Collected data:
==========
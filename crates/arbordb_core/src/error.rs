//! Error types for ArborDB core.
//!
//! Each concern has its own error type. Before-phase trigger failures and
//! lock failures always reach the caller; After-phase trigger failures never
//! do (see [`crate::trigger::TriggerDispatcher`]).

use crate::query::EvalError;
use crate::security::Principal;
use crate::trigger::{LifecycleEvent, Phase};
use arbordb_storage::{DbPath, StoreError};
use thiserror::Error;

/// Result type for configuration resolution.
pub type ConfigResult<T> = Result<T, ConfigError>;

/// Result type for trigger dispatch.
pub type TriggerResult<T> = Result<T, TriggerError>;

/// Result type for advisory lock operations.
pub type LockResult<T> = Result<T, LockError>;

/// Result type for pipeline mutations.
pub type MutationResult<T> = Result<T, MutationError>;

/// Errors raised while resolving collection configuration.
#[derive(Debug, Error)]
pub enum ConfigError {
    /// A configuration document failed structural validation.
    #[error("invalid collection configuration {path}: {message}")]
    InvalidConfig {
        /// The configuration document.
        path: DbPath,
        /// Description of the problem.
        message: String,
    },

    /// The store failed while reading configuration.
    #[error("storage error while resolving configuration: {0}")]
    Storage(#[from] StoreError),
}

impl ConfigError {
    /// Creates an invalid configuration error.
    pub fn invalid_config(path: &DbPath, message: impl Into<String>) -> Self {
        Self::InvalidConfig {
            path: path.clone(),
            message: message.into(),
        }
    }
}

/// Errors raised by a trigger hook.
#[derive(Debug, Error)]
pub enum TriggerError {
    /// The hook source failed to compile.
    #[error("error during trigger {phase}: hook declared at {declared_at} failed to compile for {event}")]
    Compile {
        /// Collection whose configuration declared the hook.
        declared_at: DbPath,
        /// Event being dispatched.
        event: LifecycleEvent,
        /// Phase being dispatched.
        phase: Phase,
        /// Evaluator error.
        source: EvalError,
    },

    /// The hook compiled but failed while executing.
    #[error("error during trigger {phase}: hook declared at {declared_at} failed on {event}")]
    Eval {
        /// Collection whose configuration declared the hook.
        declared_at: DbPath,
        /// Event being dispatched.
        event: LifecycleEvent,
        /// Phase being dispatched.
        phase: Phase,
        /// Evaluator error.
        source: EvalError,
    },

    /// The owning collection's configuration could not be resolved.
    #[error("trigger configuration error: {0}")]
    Config(#[from] ConfigError),
}

/// Errors raised by the advisory document lock table.
#[derive(Debug, Clone, PartialEq, Eq, Error)]
pub enum LockError {
    /// A live token of another owner exists. Retriable.
    #[error("document {path} is already locked by {owner}")]
    DocumentAlreadyLocked {
        /// The locked document.
        path: DbPath,
        /// Owner of the live token.
        owner: Principal,
    },

    /// No live token matches.
    #[error("no live lock for token {token}")]
    DocumentNotLocked {
        /// The token that was presented.
        token: String,
    },

    /// The caller may not perform the lock operation.
    #[error("permission denied for {principal}: {message}")]
    PermissionDenied {
        /// The caller.
        principal: Principal,
        /// Why the operation was refused.
        message: String,
    },
}

impl LockError {
    /// Creates a permission denied error.
    pub fn permission_denied(principal: &Principal, message: impl Into<String>) -> Self {
        Self::PermissionDenied {
            principal: principal.clone(),
            message: message.into(),
        }
    }

    /// Returns true if retrying later may succeed.
    #[must_use]
    pub const fn is_retriable(&self) -> bool {
        matches!(self, Self::DocumentAlreadyLocked { .. })
    }
}

/// Errors returned by [`crate::MutationPipeline::perform`].
///
/// Every variant means the mutation did not happen; the caller should abort
/// the enclosing transaction.
#[derive(Debug, Error)]
pub enum MutationError {
    /// A Before-phase hook vetoed the mutation.
    #[error(transparent)]
    Trigger(#[from] TriggerError),

    /// The store rejected the mutation.
    #[error("storage error: {0}")]
    Storage(#[from] StoreError),

    /// A client-protocol request hit another owner's advisory lock.
    #[error("document {path} is locked by {owner}")]
    Locked {
        /// The locked document.
        path: DbPath,
        /// Owner of the live token.
        owner: Principal,
    },
}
==========
An exact transcription of all the entries is needed.

Task result:
filename crates/arbordb_core/src/error.rs
//! Error types for ArborDB core.
//!
//! Each concern has its own error type. Before-phase trigger failures and
//! lock failures always reach the caller; After-phase trigger failures never
//! do (see [`crate::trigger::TriggerDispatcher`]).

use crate::query::EvalError;
use crate::security::Principal;
use crate::trigger::{LifecycleEvent, Phase};
use arbordb_storage::{DbPath, StoreError};
use thiserror::Error;

/// Result type for configuration resolution.
pub type ConfigResult<T> = Result<T, ConfigError>;

/// Result type for trigger dispatch.
pub type TriggerResult<T> = Result<T, TriggerError>;

/// Result type for advisory lock operations.
pub type LockResult<T> = Result<T, LockError>;

/// Result type for pipeline mutations.
pub type MutationResult<T> = Result<T, MutationError>;

/// Errors raised while resolving collection configuration.
#[derive(Debug, Error)]
pub enum ConfigError {
    /// A configuration document failed structural validation.
    #[error("invalid collection configuration {path}: {message}")]
    InvalidConfig {
        /// The configuration document.
        path: DbPath,
        /// Description of the problem.
        message: String,
    },

    /// The store failed while reading configuration.
    #[error("storage error while resolving configuration: {0}")]
    Storage(#[from] StoreError),
}

impl ConfigError {
    /// Creates an invalid configuration error.
    pub fn invalid_config(path: &DbPath, message: impl Into<String>) -> Self {
        Self::InvalidConfig {
            path: path.clone(),
            message: message.into(),
        }
    }
}

/// Errors raised by a trigger hook.
#[derive(Debug, Error)]
pub enum TriggerError {
    /// The hook source failed to compile.
    #[error("error during trigger {phase}: hook declared at {declared_at} failed to compile for {event}")]
    Compile {
        /// Collection whose configuration declared the hook.
        declared_at: DbPath,
        /// Event being dispatched.
        event: LifecycleEvent,
        /// Phase being dispatched.
        phase: Phase,
        /// Evaluator error.
        source: EvalError,
    },

    /// The hook compiled but failed while executing.
    #[error("error during trigger {phase}: hook declared at {declared_at} failed on {event}")]
    Eval {
        /// Collection whose configuration declared the hook.
        declared_at: DbPath,
        /// Event being dispatched.
        event: LifecycleEvent,
        /// Phase being dispatched.
        phase: Phase,
        /// Evaluator error.
        source: EvalError,
    },

    /// The owning collection's configuration could not be resolved.
    #[error("trigger configuration error: {0}")]
    Config(#[from] ConfigError),
}

/// Errors raised by the advisory document lock table.
#[derive(Debug, Clone, PartialEq, Eq, Error)]
pub enum LockError {
    /// A live token of another owner exists. Retriable.
    #[error("document {path} is already locked by {owner}")]
    DocumentAlreadyLocked {
        /// The locked document.
        path: DbPath,
        /// Owner of the live token.
        owner: Principal,
    },

    /// No live token matches.
    #[error("no live lock for token {token}")]
    DocumentNotLocked {
        /// The token that was presented.
        token: String,
    },

    /// The caller may not perform the lock operation.
    #[error("permission denied for {principal}: {message}")]
    PermissionDenied {
        /// The caller.
        principal: Principal,
        /// Why the operation was refused.
        message: String,
    },
}

impl LockError {
    /// Creates a permission denied error.
    pub fn permission_denied(principal: &Principal, message: impl Into<String>) -> Self {
        Self::PermissionDenied {
            principal: principal.clone(),
            message: message.into(),
        }
    }

    /// Returns true if retrying later may succeed.
    #[must_use]
    pub const fn is_retriable(&self) -> bool {
        matches!(self, Self::DocumentAlreadyLocked { .. })
    }
}

/// Errors returned by [`crate::MutationPipeline::perform`].
///
/// Every variant means the mutation did not happen; the caller should abort
/// the enclosing transaction.
#[derive(Debug, Error)]
pub enum MutationError {
    /// A Before-phase hook vetoed the mutation.
    #[error(transparent)]
    Trigger(#[from] TriggerError),

    /// The store rejected the mutation.
    #[error("storage error: {0}")]
    Storage(#[from] StoreError),

    /// A client-protocol request hit another owner's advisory lock.
    #[error("document {path} is locked by {owner}")]
    Locked {
        /// The locked document.
        path: DbPath,
        /// Owner of the live token.
        owner: Principal,
    },
}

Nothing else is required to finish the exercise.